== Provided records ==
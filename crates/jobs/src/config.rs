//! Rendering of the trainer's YAML configuration.
//!
//! Only the parameters exposed through [`TrainingParams`] vary; the rest
//! of the model, optimiser and schedule settings are fixed.

use std::path::{Path, PathBuf};

use serde::Serialize;

use sculpt_core::layout::ProjectLayout;
use sculpt_core::training::TrainingParams;

use crate::error::JobError;

/// Iterations between checkpoint writes.
pub const CHECKPOINT_SAVE_ITER: u64 = 10_000;

/// Upper bound of the hash-grid encoding resolution.
pub const ENCODING_MAX_RESOLUTION: u32 = 2048;

#[derive(Debug, Clone, PartialEq, Serialize)]
pub struct TrainingConfig {
    pub name: String,
    pub arch: ArchConfig,
    pub data: DataConfig,
    pub model: ModelConfig,
    pub optim: OptimConfig,
    pub logging: LoggingConfig,
    pub trainer: TrainerConfig,
}

#[derive(Debug, Clone, PartialEq, Serialize)]
pub struct ArchConfig {
    #[serde(rename = "type")]
    pub kind: String,
    pub latent_dim: u32,
    pub encoding: EncodingConfig,
}

#[derive(Debug, Clone, PartialEq, Serialize)]
pub struct EncodingConfig {
    #[serde(rename = "type")]
    pub kind: String,
    pub levels: u32,
    pub max_resolution: u32,
}

#[derive(Debug, Clone, PartialEq, Serialize)]
pub struct DataConfig {
    #[serde(rename = "type")]
    pub kind: String,
    pub root: PathBuf,
    pub img_scale: f64,
    pub num_workers: u32,
}

#[derive(Debug, Clone, PartialEq, Serialize)]
pub struct ModelConfig {
    pub surface: SurfaceConfig,
    pub object: ObjectConfig,
    pub render: RenderConfig,
}

#[derive(Debug, Clone, PartialEq, Serialize)]
pub struct SurfaceConfig {
    pub level_init: f64,
    pub isosurface: IsosurfaceConfig,
}

#[derive(Debug, Clone, PartialEq, Serialize)]
pub struct IsosurfaceConfig {
    pub method: String,
    pub resolution: u32,
    pub chunk: u64,
}

#[derive(Debug, Clone, PartialEq, Serialize)]
pub struct ObjectConfig {
    pub sdf: SdfConfig,
}

#[derive(Debug, Clone, PartialEq, Serialize)]
pub struct SdfConfig {
    pub encoding: SdfEncodingConfig,
    pub gradient: GradientConfig,
}

#[derive(Debug, Clone, PartialEq, Serialize)]
pub struct SdfEncodingConfig {
    pub coarse2fine: CoarseToFineConfig,
}

#[derive(Debug, Clone, PartialEq, Serialize)]
pub struct CoarseToFineConfig {
    pub enabled: bool,
    pub init_active_level: u32,
    pub step: u64,
}

#[derive(Debug, Clone, PartialEq, Serialize)]
pub struct GradientConfig {
    pub mode: String,
    pub taps: u32,
}

#[derive(Debug, Clone, PartialEq, Serialize)]
pub struct RenderConfig {
    #[serde(rename = "type")]
    pub kind: String,
    pub num_samples: SampleCounts,
}

#[derive(Debug, Clone, PartialEq, Serialize)]
pub struct SampleCounts {
    pub coarse: u32,
    pub fine: u32,
}

#[derive(Debug, Clone, PartialEq, Serialize)]
pub struct OptimConfig {
    #[serde(rename = "type")]
    pub kind: String,
    pub lr: f64,
    pub sched: ScheduleConfig,
}

#[derive(Debug, Clone, PartialEq, Serialize)]
pub struct ScheduleConfig {
    #[serde(rename = "type")]
    pub kind: String,
    pub warm_up_end: u64,
    pub two_steps: [u64; 2],
    pub gamma: f64,
}

#[derive(Debug, Clone, PartialEq, Serialize)]
pub struct LoggingConfig {
    pub checkpoint_save_iter: u64,
    pub save_checkpoint: bool,
    pub checkpoint_path: PathBuf,
}

#[derive(Debug, Clone, PartialEq, Serialize)]
pub struct TrainerConfig {
    pub max_iter: u64,
    pub batch_size: u32,
    pub amp: bool,
}

impl TrainingConfig {
    /// Build the configuration for `params` rooted at `layout`.
    pub fn new(layout: &ProjectLayout, params: &TrainingParams) -> Self {
        Self {
            name: params.scene_name.clone(),
            arch: ArchConfig {
                kind: params.model_type.clone(),
                latent_dim: 256,
                encoding: EncodingConfig {
                    kind: "hashgrid".into(),
                    levels: params.hash_encoding_levels,
                    max_resolution: ENCODING_MAX_RESOLUTION,
                },
            },
            data: DataConfig {
                kind: "colmap".into(),
                root: layout.dense_dir(),
                img_scale: 1.0,
                num_workers: 4,
            },
            model: ModelConfig {
                surface: SurfaceConfig {
                    level_init: 0.5,
                    isosurface: IsosurfaceConfig {
                        method: "mt".into(),
                        resolution: params.resolution,
                        chunk: 1_000_000,
                    },
                },
                object: ObjectConfig {
                    sdf: SdfConfig {
                        encoding: SdfEncodingConfig {
                            coarse2fine: CoarseToFineConfig {
                                enabled: true,
                                init_active_level: 4,
                                step: 5000,
                            },
                        },
                        gradient: GradientConfig {
                            mode: "numerical".into(),
                            taps: 4,
                        },
                    },
                },
                render: RenderConfig {
                    kind: "volsdf".into(),
                    num_samples: SampleCounts { coarse: 64, fine: 16 },
                },
            },
            optim: OptimConfig {
                kind: "Adam".into(),
                lr: params.learning_rate,
                sched: ScheduleConfig {
                    kind: "two_steps_with_warmup".into(),
                    warm_up_end: 5000,
                    two_steps: [300_000, 400_000],
                    gamma: 0.33,
                },
            },
            logging: LoggingConfig {
                checkpoint_save_iter: CHECKPOINT_SAVE_ITER,
                save_checkpoint: true,
                checkpoint_path: layout.checkpoints_dir(),
            },
            trainer: TrainerConfig {
                max_iter: params.max_iter,
                batch_size: params.batch_size,
                amp: false,
            },
        }
    }

    pub fn to_yaml(&self) -> Result<String, JobError> {
        serde_yaml::to_string(self).map_err(|e| JobError::Config(e.to_string()))
    }
}

/// Write the configuration for `params` into the project root and return
/// its path.
pub async fn render_training_config(
    layout: &ProjectLayout,
    params: &TrainingParams,
) -> Result<PathBuf, JobError> {
    let path = layout.training_config_path();
    let yaml = TrainingConfig::new(layout, params).to_yaml()?;
    write_config(&path, &yaml).await?;
    tracing::info!(path = %path.display(), scene = %params.scene_name, "Training config written");
    Ok(path)
}

async fn write_config(path: &Path, yaml: &str) -> Result<(), JobError> {
    tokio::fs::write(path, yaml)
        .await
        .map_err(|e| JobError::Config(format!("{}: {e}", path.display())))
}
//! The progress event envelope streamed to subscribers.
//!
//! Every event is serialized as a flat JSON object with a `type` tag:
//!
//! ```json
//! {"scope":"training","project":"statue","type":"progress","iteration":1000,"loss":0.0234,"timestamp":"..."}
//! ```

use chrono::Utc;
use serde::{Deserialize, Serialize};
use sculpt_core::job::JobState;
use sculpt_core::progress::TrainingProgress;
use sculpt_core::types::{ProjectId, Timestamp};

// ---------------------------------------------------------------------------
// EventScope
// ---------------------------------------------------------------------------

/// Which kind of work produced the event.
#[derive(Debug, Clone, Copy, PartialEq, Eq, Serialize, Deserialize)]
#[serde(rename_all = "snake_case")]
pub enum EventScope {
    /// The long-running training job.
    Training,
    /// The structure-from-motion pipeline.
    Reconstruction,
    /// Mesh extraction and post-processing.
    Extraction,
    /// Channel-level events not tied to any project.
    System,
}

// ---------------------------------------------------------------------------
// EventKind
// ---------------------------------------------------------------------------

/// Event payload, tagged by `type` on the wire.
#[derive(Debug, Clone, PartialEq, Serialize, Deserialize)]
#[serde(tag = "type", rename_all = "snake_case")]
pub enum EventKind {
    /// A parsed training progress sample.
    Progress { iteration: u64, loss: f64 },

    /// A raw output line, forwarded verbatim.
    Log { message: String },

    /// The job or pipeline entered a new lifecycle state.
    Status {
        state: JobState,
        #[serde(default, skip_serializing_if = "Option::is_none")]
        message: Option<String>,
        /// Structured result attached to terminal transitions (statistics,
        /// exported files).
        #[serde(default, skip_serializing_if = "Option::is_none")]
        result: Option<serde_json::Value>,
    },

    /// A pipeline stage is starting.
    Stage {
        stage: String,
        /// Zero-based position of the stage.
        index: usize,
        total: usize,
    },

    /// A failure surfaced to observers.
    Error { message: String },

    /// Channel liveness signal.
    Heartbeat,
}

// ---------------------------------------------------------------------------
// ProgressEvent
// ---------------------------------------------------------------------------

/// An immutable notification about job or pipeline activity.
#[derive(Debug, Clone, PartialEq, Serialize, Deserialize)]
pub struct ProgressEvent {
    pub scope: EventScope,

    /// Project the event belongs to; `None` for channel-level events.
    #[serde(default, skip_serializing_if = "Option::is_none")]
    pub project: Option<ProjectId>,

    #[serde(flatten)]
    pub kind: EventKind,

    /// When the event was created (UTC).
    pub timestamp: Timestamp,
}

impl ProgressEvent {
    /// Create an event for `project` stamped with the current time.
    pub fn new(scope: EventScope, project: impl Into<ProjectId>, kind: EventKind) -> Self {
        Self {
            scope,
            project: Some(project.into()),
            kind,
            timestamp: Utc::now(),
        }
    }

    pub fn progress(scope: EventScope, project: impl Into<ProjectId>, sample: TrainingProgress) -> Self {
        Self::new(
            scope,
            project,
            EventKind::Progress {
                iteration: sample.iteration,
                loss: sample.loss,
            },
        )
    }

    pub fn log(scope: EventScope, project: impl Into<ProjectId>, message: impl Into<String>) -> Self {
        Self::new(
            scope,
            project,
            EventKind::Log {
                message: message.into(),
            },
        )
    }

    pub fn status(scope: EventScope, project: impl Into<ProjectId>, state: JobState) -> Self {
        Self::new(
            scope,
            project,
            EventKind::Status {
                state,
                message: None,
                result: None,
            },
        )
    }

    pub fn stage(
        scope: EventScope,
        project: impl Into<ProjectId>,
        stage: impl Into<String>,
        index: usize,
        total: usize,
    ) -> Self {
        Self::new(
            scope,
            project,
            EventKind::Stage {
                stage: stage.into(),
                index,
                total,
            },
        )
    }

    pub fn error(scope: EventScope, project: impl Into<ProjectId>, message: impl Into<String>) -> Self {
        Self::new(
            scope,
            project,
            EventKind::Error {
                message: message.into(),
            },
        )
    }

    /// A channel-level liveness event with no project.
    pub fn heartbeat() -> Self {
        Self {
            scope: EventScope::System,
            project: None,
            kind: EventKind::Heartbeat,
            timestamp: Utc::now(),
        }
    }

    /// Attach a human-readable message to a `Status` event.
    ///
    /// No-op for other kinds.
    pub fn with_message(mut self, text: impl Into<String>) -> Self {
        if let EventKind::Status { message, .. } = &mut self.kind {
            *message = Some(text.into());
        }
        self
    }

    /// Attach a structured result to a `Status` event.
    ///
    /// No-op for other kinds.
    pub fn with_result(mut self, value: serde_json::Value) -> Self {
        if let EventKind::Status { result, .. } = &mut self.kind {
            *result = Some(value);
        }
        self
    }

    /// Wire name of the event kind (the JSON `type` tag).
    pub fn type_name(&self) -> &'static str {
        match self.kind {
            EventKind::Progress { .. } => "progress",
            EventKind::Log { .. } => "log",
            EventKind::Status { .. } => "status",
            EventKind::Stage { .. } => "stage",
            EventKind::Error { .. } => "error",
            EventKind::Heartbeat => "heartbeat",
        }
    }

    /// `true` for status events that announce a terminal state, and for
    /// error events (which always accompany an errored job).
    pub fn is_terminal(&self) -> bool {
        match &self.kind {
            EventKind::Status { state, .. } => state.is_terminal(),
            EventKind::Error { .. } => true,
            _ => false,
        }
    }
}

// ---------------------------------------------------------------------------
// Tests
// ---------------------------------------------------------------------------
===
● **Task directions**:
Would you give the number of lines of the data that include the string "enum"? Nothing else is wanted.

● **Solution**:
2